1944 LST-542-class tank landing ship

USS Marinette County (LST-953) was an built for the United States Navy during World War II. Like many of her class, she was not named and is properly referred to by her hull designation. She was later named after Marinette County, Wisconsin, she was the only US Naval vessel to bear the name.

==Construction==
LST-953 was laid down on 15 September 1944, at Hingham, Massachusetts, by the Bethlehem-Hingham Shipyard; launched on 15 October 1944; and commissioned on 7 November 1944.

==Service history==
During World War II, LST-953 was assigned to the Asiatic-Pacific theater. LST-953 commenced an east coast shakedown on 12 November 1944, and hastened to join LST Flotilla 21, which was already at Pearl Harbor.
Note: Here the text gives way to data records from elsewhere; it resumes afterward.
// SPDX-License-Identifier: MIT
//
// HSB, RGB and HSL value types and the conversions between them.
//
// Single-character names (h, s, b, v, r, g, k, p, q, t) follow the usual
// HSV/HSL notation.
#![allow(clippy::many_single_char_names)]
//
// None of these conversions use fused multiply-add: the seeded palettes
// are pinned to the exact rounding of the plain `a * b + c` sequence.
#![allow(clippy::suboptimal_flops)]

use std::fmt;

use serde::Serialize;

// ─── Hsb ─────────────────────────────────────────────────────────────────────

/// A color in HSB (hue, saturation, brightness) space.
///
/// - `h`: hue angle in degrees, `[0, 360)`
/// - `s`: saturation in percent, `[0, 100]`
/// - `b`: brightness (value) in percent, `[0, 100]`
///
/// Sampled colors always carry whole numbers; colors recovered from hex
/// input may carry fractional components.
///
/// # Examples
///
/// ```
/// use huebound_color::Hsb;
///
/// let steel = Hsb::from_hex("#336699").unwrap();
/// assert_eq!(steel.h, 210.0);
/// assert_eq!(Hsb::new(210.0, 50.0, 60.0).to_hex(), "#4c7299");
/// ```
#[derive(Debug, Clone, Copy, PartialEq, Default, Serialize)]
pub struct Hsb {
    /// Hue angle in degrees.
    pub h: f64,
    /// Saturation, 0 to 100.
    pub s: f64,
    /// Brightness, 0 to 100.
    pub b: f64,
}

impl Hsb {
    #[inline]
    #[must_use]
    pub const fn new(h: f64, s: f64, b: f64) -> Self {
        Self { h, s, b }
    }

    /// Parse a `#rgb` / `#rrggbb` string (the `#` is optional) into HSB.
    ///
    /// Returns `None` for anything else, including the 4- and 8-digit
    /// alpha forms.
    #[must_use]
    pub fn from_hex(s: &str) -> Option<Self> {
        Rgb::from_hex(s).map(Rgb::to_hsb)
    }

    /// The triple as `[h, s, b]`.
    #[inline]
    #[must_use]
    pub const fn to_array(self) -> [f64; 3] {
        [self.h, self.s, self.b]
    }

    /// Convert to 8-bit RGB using the six-sector formula.
    ///
    /// Hues of exactly 0 and 360 are nudged to 1 and 359: the sector
    /// formula is degenerate at the seam. Channels are truncated, not
    /// rounded.
    #[must_use]
    pub fn to_rgb(self) -> Rgb {
        let h = if self.h == 0.0 {
            1.0
        } else if self.h == 360.0 {
            359.0
        } else {
            normalize_hue(self.h)
        };

        let h = h / 360.0;
        let s = self.s / 100.0;
        let v = self.b / 100.0;

        let sector = (h * 6.0).floor();
        let f = h * 6.0 - sector;
        let p = v * (1.0 - s);
        let q = v * (1.0 - f * s);
        let t = v * (1.0 - (1.0 - f) * s);

        #[allow(clippy::cast_possible_truncation)]
        let (r, g, b) = match sector as i32 {
            0 => (v, t, p),
            1 => (q, v, p),
            2 => (p, v, t),
            3 => (p, q, v),
            4 => (t, p, v),
            _ => (v, p, q),
        };

        Rgb::new(channel(r), channel(g), channel(b))
    }

    /// Convert to HSL. Hue passes through untouched; saturation is
    /// rounded to two decimals, lightness is left exact.
    #[must_use]
    pub fn to_hsl(self) -> Hsl {
        let s = self.s / 100.0;
        let v = self.b / 100.0;
        let k = (2.0 - s) * v;

        // Black and pure white have no defined HSL saturation.
        let denom = if k < 1.0 { k } else { 2.0 - k };
        let saturation = if denom == 0.0 {
            0.0
        } else {
            (s * v / denom * 10000.0).round() / 100.0
        };

        Hsl::new(self.h, saturation, k / 2.0 * 100.0)
    }

    /// Convert to a lowercase `#rrggbb` string.
    #[must_use]
    pub fn to_hex(self) -> String {
        self.to_rgb().to_hex()
    }
}

impl fmt::Display for Hsb {
    fn fmt(&self, f: &mut fmt::Formatter<'_>) -> fmt::Result {
        write!(f, "[{}, {}, {}]", self.h, self.s, self.b)
    }
}

// ─── Rgb ─────────────────────────────────────────────────────────────────────

/// An 8-bit sRGB color.
#[derive(Debug, Clone, Copy, PartialEq, Eq, Hash, Default, Serialize)]
pub struct Rgb {
    pub r: u8,
    pub g: u8,
    pub b: u8,
}

impl Rgb {
    #[inline]
    #[must_use]
    pub const fn new(r: u8, g: u8, b: u8) -> Self {
        Self { r, g, b }
    }

    /// Parse `#rgb` or `#rrggbb` (case-insensitive, `#` optional).
    #[must_use]
    pub fn from_hex(s: &str) -> Option<Self> {
        let s = s.strip_prefix('#').unwrap_or(s);
        let bytes = s.as_bytes();

        match bytes.len() {
            3 => {
                let r = parse_hex_digit(bytes[0])?;
                let g = parse_hex_digit(bytes[1])?;
                let b = parse_hex_digit(bytes[2])?;
                Some(Self::new(r << 4 | r, g << 4 | g, b << 4 | b))
            }
            6 => Some(Self::new(
                parse_hex_byte(&bytes[0..2])?,
                parse_hex_byte(&bytes[2..4])?,
                parse_hex_byte(&bytes[4..6])?,
            )),
            _ => None,
        }
    }

    /// The channels as `[r, g, b]`.
    #[inline]
    #[must_use]
    pub const fn to_array(self) -> [u8; 3] {
        [self.r, self.g, self.b]
    }

    /// Lowercase `#rrggbb`, always two digits per channel.
    #[must_use]
    pub fn to_hex(self) -> String {
        format!("#{:02x}{:02x}{:02x}", self.r, self.g, self.b)
    }

    /// Convert to HSB with saturation and brightness in percent.
    ///
    /// Greys (no chroma) get hue 0. The hue is normalised into `[0, 360)`.
    #[must_use]
    pub fn to_hsb(self) -> Hsb {
        let r = f64::from(self.r) / 255.0;
        let g = f64::from(self.g) / 255.0;
        let b = f64::from(self.b) / 255.0;

        let c_max = r.max(g).max(b);
        let delta = c_max - r.min(g).min(b);
        let saturation = if c_max > 0.0 { delta / c_max } else { 0.0 };

        // `%` keeps the sign of the dividend, so a red-dominant color with
        // more blue than green lands below zero before normalisation.
        let hue = if delta == 0.0 {
            0.0
        } else if c_max == r {
            60.0 * (((g - b) / delta) % 6.0)
        } else if c_max == g {
            60.0 * ((b - r) / delta + 2.0)
        } else {
            60.0 * ((r - g) / delta + 4.0)
        };

        Hsb::new(normalize_hue(hue), saturation * 100.0, c_max * 100.0)
    }
}

impl fmt::Display for Rgb {
    fn fmt(&self, f: &mut fmt::Formatter<'_>) -> fmt::Result {
        write!(f, "rgb({}, {}, {})", self.r, self.g, self.b)
    }
}

// ─── Hsl ─────────────────────────────────────────────────────────────────────

/// A color in HSL space, saturation and lightness in percent.
#[derive(Debug, Clone, Copy, PartialEq, Default, Serialize)]
pub struct Hsl {
    pub h: f64,
    pub s: f64,
    pub l: f64,
}

impl Hsl {
    #[inline]
    #[must_use]
    pub const fn new(h: f64, s: f64, l: f64) -> Self {
        Self { h, s, l }
    }

    #[inline]
    #[must_use]
    pub const fn to_array(self) -> [f64; 3] {
        [self.h, self.s, self.l]
    }
}

impl fmt::Display for Hsl {
    fn fmt(&self, f: &mut fmt::Formatter<'_>) -> fmt::Result {
        write!(f, "hsl({}, {}%, {}%)", self.h, self.s, self.l)
    }
}

// ─── Helpers ─────────────────────────────────────────────────────────────────

/// Normalize a hue angle to the range [0, 360).
#[inline]
#[must_use]
pub fn normalize_hue(h: f64) -> f64 {
    let h = h % 360.0;
    if h < 0.0 { h + 360.0 } else { h }
}

/// Truncate a unit-range channel to 0–255.
#[inline]
#[allow(clippy::cast_possible_truncation, clippy::cast_sign_loss)]
fn channel(v: f64) -> u8 {
    // Clamp guarantees 0.0 <= value <= 255.0 before truncation.
    (v * 255.0).floor().clamp(0.0, 255.0) as u8
}

#[inline]
const fn parse_hex_digit(c: u8) -> Option<u8> {
    match c {
        b'0'..=b'9' => Some(c - b'0'),
        b'a'..=b'f' => Some(c - b'a' + 10),
        b'A'..=b'F' => Some(c - b'A' + 10),
        _ => None,
    }
}

#[inline]
fn parse_hex_byte(bytes: &[u8]) -> Option<u8> {
    let hi = parse_hex_digit(bytes[0])?;
    let lo = parse_hex_digit(bytes[1])?;
    Some(hi << 4 | lo)
}

// ─── Tests ───────────────────────────────────────────────────────────────────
Three months of intensive training exercises preceded LST-953s April 1945, voyage to Guam. After a series of supply missions in the southern Marianas, she arrived at Okinawa in the War Zone on 26 June. For five weeks Marine Corps troops and vehicles were shuttled around the island to facilitate mop-up operations.

==Post-war activities==
The day Japan announced acceptance of surrender terms, LST-953 returned to the Marianas. LST-953 carried elements of the 2nd Marine Division to Nagasaki on 24 September, for the occupation of Japan and men of the US Army's 24th Infantry Division to Matsuyama on 27 October. A "Magic Carpet" voyage back to San Diego concluded its duty in the Pacific.

===Decommissioning===
In July 1946, she transited the Panama Canal and steamed to Beaumont, Texas. Decommissioned on 12 November 1946, the ship served in the Naval Reserve Program until towed to Green Cove Springs, Florida, on 17 June 1950, for berthing in the Atlantic Reserve Fleet. She was renamed Marinette County on 1 July 1955. On 1 November 1958, her name was struck from the Naval Vessel Register.

==Awards==
LST-953 earned one battle star for World War II service.